=== Your assignment ===
Tally the lines below that contain the word "never". Only the total should be given.

=== Supplied material ===
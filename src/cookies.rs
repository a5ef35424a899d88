//! Client-side cookie store holding the auth credential.

use std::collections::HashMap;
use std::sync::{Arc, RwLock};

/// Shared cookie jar. Clones see the same cookies, so a login on one
/// surface is visible to every transport built from the jar.
///
/// ```ignore
/// let jar = CookieJar::parse("auth_token=abc123; theme=dark");
/// assert_eq!(jar.get("auth_token").as_deref(), Some("abc123"));
/// ```
#[derive(Debug, Clone, Default)]
pub struct CookieJar {
    cookies: Arc<RwLock<HashMap<String, String>>>,
}

impl CookieJar {
    pub fn new() -> Self {
        Self::default()
    }

    pub fn from_map(cookies: HashMap<String, String>) -> Self {
        Self {
            cookies: Arc::new(RwLock::new(cookies)),
        }
    }

    /// Parse a `Cookie` header (`a=1; b=2`). Pairs without `=` are skipped.
    pub fn parse(header: &str) -> Self {
        let cookies = header
            .split(';')
            .filter_map(|pair| {
                let (name, value) = pair.split_once('=')?;
                let name = name.trim();
                if name.is_empty() {
                    return None;
                }
                Some((name.to_string(), value.trim().to_string()))
            })
            .collect();
        Self::from_map(cookies)
    }

    pub fn get(&self, name: &str) -> Option<String> {
        self.cookies
            .read()
            .ok()
            .and_then(|cookies| cookies.get(name).cloned())
    }

    pub fn set(&self, name: impl Into<String>, value: impl Into<String>) {
        if let Ok(mut cookies) = self.cookies.write() {
            cookies.insert(name.into(), value.into());
        }
    }

    pub fn remove(&self, name: &str) -> Option<String> {
        self.cookies
            .write()
            .ok()
            .and_then(|mut cookies| cookies.remove(name))
    }

    pub fn has(&self, name: &str) -> bool {
        self.cookies
            .read()
            .map(|cookies| cookies.contains_key(name))
            .unwrap_or(false)
    }
}
mod client;
mod config;
mod container;
mod cookies;
mod error;
mod operation;
mod resource;
mod store;

pub mod entities;
pub mod notify;
pub mod storage;
pub mod transport;


pub use client::RealtyClient;
pub use config::ClientConfig;
pub use container::{Consistency, Container, Status};
pub use cookies::CookieJar;
pub use error::{ConfigError, Error, StorageError, StoreError, TransportError, ValidationError};
pub use operation::{Completion, OperationId, OperationKind, Outcome, ResourceClient};
pub use resource::{require, Access, Encode, Query, ReadOnly, Resource, ResourceKey, Routes, Shape};
pub use store::{Action, Phase, Store, StoreEvent, Subscriber, SubscriptionId};

// Re-export the EventEmitter used by `notify::EmitterSink`
#[cfg(feature = "emitter")]
pub use event_emitter_rs::EventEmitter;
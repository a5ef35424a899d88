//! Resources - the per-entity adapters behind the generic container.
//!
//! Every backend entity implements [`Resource`]: its store tag, its key, the
//! draft type used for create/update, and a [`Routes`] entry describing the
//! endpoint conventions the backend uses for it. The generic client and
//! container never branch on the entity.
//!
//! ## Example
//!
//! ```ignore
//! #[derive(Debug, Clone, PartialEq, Serialize, Deserialize)]
//! pub struct Video { pub id: u64, pub title: String }
//!
//! realty_client::impl_resource!(Video, "videos", "Video", id: u64, VideoDraft,
//!     Routes::new("videos").update_with(Verb::Put).public_reads());
//! ```

mod draft;
mod routes;

pub use draft::{require, Encode, ReadOnly};
pub use routes::{Access, Query, Routes, Shape};

use std::fmt::{Debug, Display};
use std::hash::Hash;

use serde::{de::DeserializeOwned, Serialize};

/// Key type of a resource (`id` for most entities).
pub trait ResourceKey:
    Clone + Eq + Hash + Display + Debug + Serialize + DeserializeOwned + Send + Sync + 'static
{
}

impl<T> ResourceKey for T where
    T: Clone + Eq + Hash + Display + Debug + Serialize + DeserializeOwned + Send + Sync + 'static
{
}

/// An entity type managed through the REST backend.
pub trait Resource: Serialize + DeserializeOwned + Clone + Debug + Send + Sync + 'static {
    /// Store tag for this resource's container (e.g. "agents").
    const NAME: &'static str;

    /// Human-readable singular name used in notifications (e.g. "Agent").
    const LABEL: &'static str;

    type Key: ResourceKey;

    /// Payload for create and update.
    type Draft: Encode;

    fn key(&self) -> Self::Key;

    /// Endpoint conventions. Defaults to `Routes::new(Self::NAME)`.
    fn routes() -> Routes {
        Routes::new(Self::NAME)
    }
}

/// Implement [`Resource`] for a record with a plain key field.
#[macro_export]
macro_rules! impl_resource {
    ($ty:ty, $name:literal, $label:literal, $key_field:ident: $key:ty, $draft:ty) => {
        $crate::impl_resource!($ty, $name, $label, $key_field: $key, $draft, $crate::Routes::new($name));
    };
    ($ty:ty, $name:literal, $label:literal, $key_field:ident: $key:ty, $draft:ty, $routes:expr) => {
        impl $crate::Resource for $ty {
            const NAME: &'static str = $name;
            const LABEL: &'static str = $label;

            type Key = $key;
            type Draft = $draft;

            fn key(&self) -> Self::Key {
                self.$key_field.clone()
            }

            fn routes() -> $crate::Routes {
                $routes
            }
        }
    };
}
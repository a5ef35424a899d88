//! Browser-style key/value storage and the property search cache.
//!
//! The last property search is kept so a results page can be rebuilt after
//! navigating away. Entries are `bitcode` bytes wrapped in base64, since the
//! storage only holds strings.

use std::collections::HashMap;
use std::sync::{Arc, RwLock};

use base64::{engine::general_purpose::STANDARD, Engine};
use serde::{Deserialize, Serialize};
use tracing::debug;

use crate::entities::Property;
use crate::error::StorageError;

/// String key/value storage, shaped after `window.localStorage`.
pub trait LocalStorage: Send + Sync {
    fn get_item(&self, key: &str) -> Result<Option<String>, StorageError>;
    fn set_item(&self, key: &str, value: String) -> Result<(), StorageError>;
    fn remove_item(&self, key: &str) -> Result<(), StorageError>;
}

impl<T: LocalStorage + ?Sized> LocalStorage for Arc<T> {
    fn get_item(&self, key: &str) -> Result<Option<String>, StorageError> {
        (**self).get_item(key)
    }

    fn set_item(&self, key: &str, value: String) -> Result<(), StorageError> {
        (**self).set_item(key, value)
    }

    fn remove_item(&self, key: &str) -> Result<(), StorageError> {
        (**self).remove_item(key)
    }
}

#[derive(Clone, Default)]
pub struct InMemoryStorage {
    items: Arc<RwLock<HashMap<String, String>>>,
}

impl InMemoryStorage {
    pub fn new() -> Self {
        Self::default()
    }

    pub fn len(&self) -> usize {
        self.items.read().map(|items| items.len()).unwrap_or(0)
    }

    pub fn is_empty(&self) -> bool {
        self.len() == 0
    }
}

impl LocalStorage for InMemoryStorage {
    fn get_item(&self, key: &str) -> Result<Option<String>, StorageError> {
        let items = self.items.read().map_err(|_| StorageError::LockPoisoned)?;
        Ok(items.get(key).cloned())
    }

    fn set_item(&self, key: &str, value: String) -> Result<(), StorageError> {
        let mut items = self.items.write().map_err(|_| StorageError::LockPoisoned)?;
        items.insert(key.to_string(), value);
        Ok(())
    }

    fn remove_item(&self, key: &str) -> Result<(), StorageError> {
        let mut items = self.items.write().map_err(|_| StorageError::LockPoisoned)?;
        items.remove(key);
        Ok(())
    }
}

/// A property search together with the results it produced.
#[derive(Debug, Clone, PartialEq, Serialize, Deserialize)]
pub struct SavedSearch {
    pub filters: Vec<(String, String)>,
    pub results: Vec<Property>,
}

/// Persists the most recent [`SavedSearch`].
#[derive(Clone)]
pub struct SearchCache<S> {
    storage: S,
}

impl<S: LocalStorage> SearchCache<S> {
    pub const KEY: &'static str = "property_search_results";

    pub fn new(storage: S) -> Self {
        Self { storage }
    }

    pub fn storage(&self) -> &S {
        &self.storage
    }

    pub fn save(&self, search: &SavedSearch) -> Result<(), StorageError> {
        let bytes = bitcode::serialize(search).map_err(|e| StorageError::Encode(e.to_string()))?;
        debug!(results = search.results.len(), "saving property search");
        self.storage.set_item(Self::KEY, STANDARD.encode(bytes))
    }

    pub fn load(&self) -> Result<Option<SavedSearch>, StorageError> {
        let Some(encoded) = self.storage.get_item(Self::KEY)? else {
            return Ok(None);
        };
        let bytes = STANDARD
            .decode(encoded.as_bytes())
            .map_err(|e| StorageError::Decode(e.to_string()))?;
        let search = bitcode::deserialize(&bytes).map_err(|e| StorageError::Decode(e.to_string()))?;
        Ok(Some(search))
    }

    pub fn clear(&self) -> Result<(), StorageError> {
        self.storage.remove_item(Self::KEY)
    }
}
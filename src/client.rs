//! RealtyClient - one store, one transport, typed access to every resource.

use std::sync::Arc;

use tracing::{debug, warn};

use crate::config::ClientConfig;
use crate::cookies::CookieJar;
use crate::entities::{
    register_all, Agent, Appointment, Career, ClosedDeal, Event, Inquiry, Meeting, Office, Property,
    PropertySearch, Seminar, Statistic, Submission, Testimonial, Video,
};
use crate::error::{Error, StorageError};
use crate::operation::{Completion, Outcome, ResourceClient};
use crate::resource::Resource;
use crate::storage::{InMemoryStorage, LocalStorage, SavedSearch, SearchCache};
use crate::store::{Store, Subscriber, SubscriptionId};
use crate::transport::{HttpTransport, RetryTransport, Transport};

/// Entry point for the admin dashboard and public site.
///
/// ```ignore
/// let client = RealtyClient::new(ClientConfig::from_env()?)?;
/// client.subscribe(Arc::new(Toaster::new(LogSink::new()).quiet_reads()));
/// client.cookies().set("auth_token", token);
///
/// client.agents().list().await;
/// let agents = client.store().select::<Agent, _>(|c| c.items().to_vec())?;
/// ```
#[derive(Clone)]
pub struct RealtyClient {
    config: ClientConfig,
    store: Store,
    cookies: CookieJar,
    transport: Arc<dyn Transport>,
    stats: Arc<dyn Transport>,
    searches: SearchCache<Arc<dyn LocalStorage>>,
}

impl RealtyClient {
    /// Validate `config` and talk to it over HTTP.
    pub fn new(config: ClientConfig) -> Result<Self, Error> {
        config.validate()?;
        let cookies = CookieJar::new();
        let http = HttpTransport::new(config.clone(), cookies.clone())?;
        Ok(Self::with_transport(config, Arc::new(http)).with_cookies(cookies))
    }

    /// Use `transport` for every call. Statistics reads get a retry wrapper
    /// around it.
    ///
    /// The client starts with an empty jar that `transport` knows nothing
    /// about; pass the transport's own jar to [`with_cookies`](Self::with_cookies)
    /// so `cookies().set(..)` reaches it.
    pub fn with_transport(config: ClientConfig, transport: Arc<dyn Transport>) -> Self {
        let stats = RetryTransport::new(Arc::clone(&transport)).with_retries(config.stats_retries);
        let store = register_all(Store::with_consistency(config.consistency));
        debug!(
            origin = %config.origin,
            consistency = ?config.consistency,
            resources = store.resources().len(),
            "client ready"
        );
        Self {
            store,
            cookies: CookieJar::new(),
            transport,
            stats: Arc::new(stats),
            searches: SearchCache::new(Arc::new(InMemoryStorage::new())),
            config,
        }
    }

    /// Share `cookies` with the transport that reads them.
    pub fn with_cookies(mut self, cookies: CookieJar) -> Self {
        self.cookies = cookies;
        self
    }

    /// Keep saved searches in `storage` instead of memory.
    pub fn with_storage(mut self, storage: Arc<dyn LocalStorage>) -> Self {
        self.searches = SearchCache::new(storage);
        self
    }

    pub fn config(&self) -> &ClientConfig {
        &self.config
    }

    pub fn store(&self) -> &Store {
        &self.store
    }

    pub fn cookies(&self) -> &CookieJar {
        &self.cookies
    }

    pub fn subscribe(&self, subscriber: Arc<dyn Subscriber>) -> SubscriptionId {
        self.store.subscribe(subscriber)
    }

    pub fn unsubscribe(&self, id: SubscriptionId) -> bool {
        self.store.unsubscribe(id)
    }

    /// Operations for any resource over the main transport.
    pub fn resource<R: Resource>(&self) -> ResourceClient<R> {
        ResourceClient::new(self.store.clone(), Arc::clone(&self.transport))
    }

    pub fn agents(&self) -> ResourceClient<Agent> {
        self.resource()
    }

    pub fn careers(&self) -> ResourceClient<Career> {
        self.resource()
    }

    pub fn offices(&self) -> ResourceClient<Office> {
        self.resource()
    }

    pub fn properties(&self) -> ResourceClient<Property> {
        self.resource()
    }

    pub fn testimonials(&self) -> ResourceClient<Testimonial> {
        self.resource()
    }

    pub fn videos(&self) -> ResourceClient<Video> {
        self.resource()
    }

    pub fn appointments(&self) -> ResourceClient<Appointment> {
        self.resource()
    }

    pub fn events(&self) -> ResourceClient<Event> {
        self.resource()
    }

    pub fn meetings(&self) -> ResourceClient<Meeting> {
        self.resource()
    }

    pub fn seminars(&self) -> ResourceClient<Seminar> {
        self.resource()
    }

    pub fn closed_deals(&self) -> ResourceClient<ClosedDeal> {
        self.resource()
    }

    pub fn client_properties(&self) -> ResourceClient<Submission> {
        self.resource()
    }

    pub fn inquiries(&self) -> ResourceClient<Inquiry> {
        self.resource()
    }

    /// Dashboard counters, retried up to `stats_retries` times.
    pub fn statistics(&self) -> ResourceClient<Statistic> {
        ResourceClient::new(self.store.clone(), Arc::clone(&self.stats))
    }

    /// Search properties and remember the search. Results land in the
    /// container's `results`, never in the full listing.
    pub async fn search_properties(&self, search: &PropertySearch) -> Outcome<Property> {
        let outcome = self.properties().search(search.query()).await;
        if let Some(Completion::Searched(results)) = outcome.completion() {
            let saved = SavedSearch {
                filters: search.filters(),
                results: results.clone(),
            };
            if let Err(err) = self.searches.save(&saved) {
                warn!(error = %err, "could not save property search");
            }
        }
        outcome
    }

    pub fn last_search(&self) -> Result<Option<SavedSearch>, StorageError> {
        self.searches.load()
    }

    pub fn clear_search(&self) -> Result<(), StorageError> {
        self.searches.clear()
    }
}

=== Solution to the exercise ===
2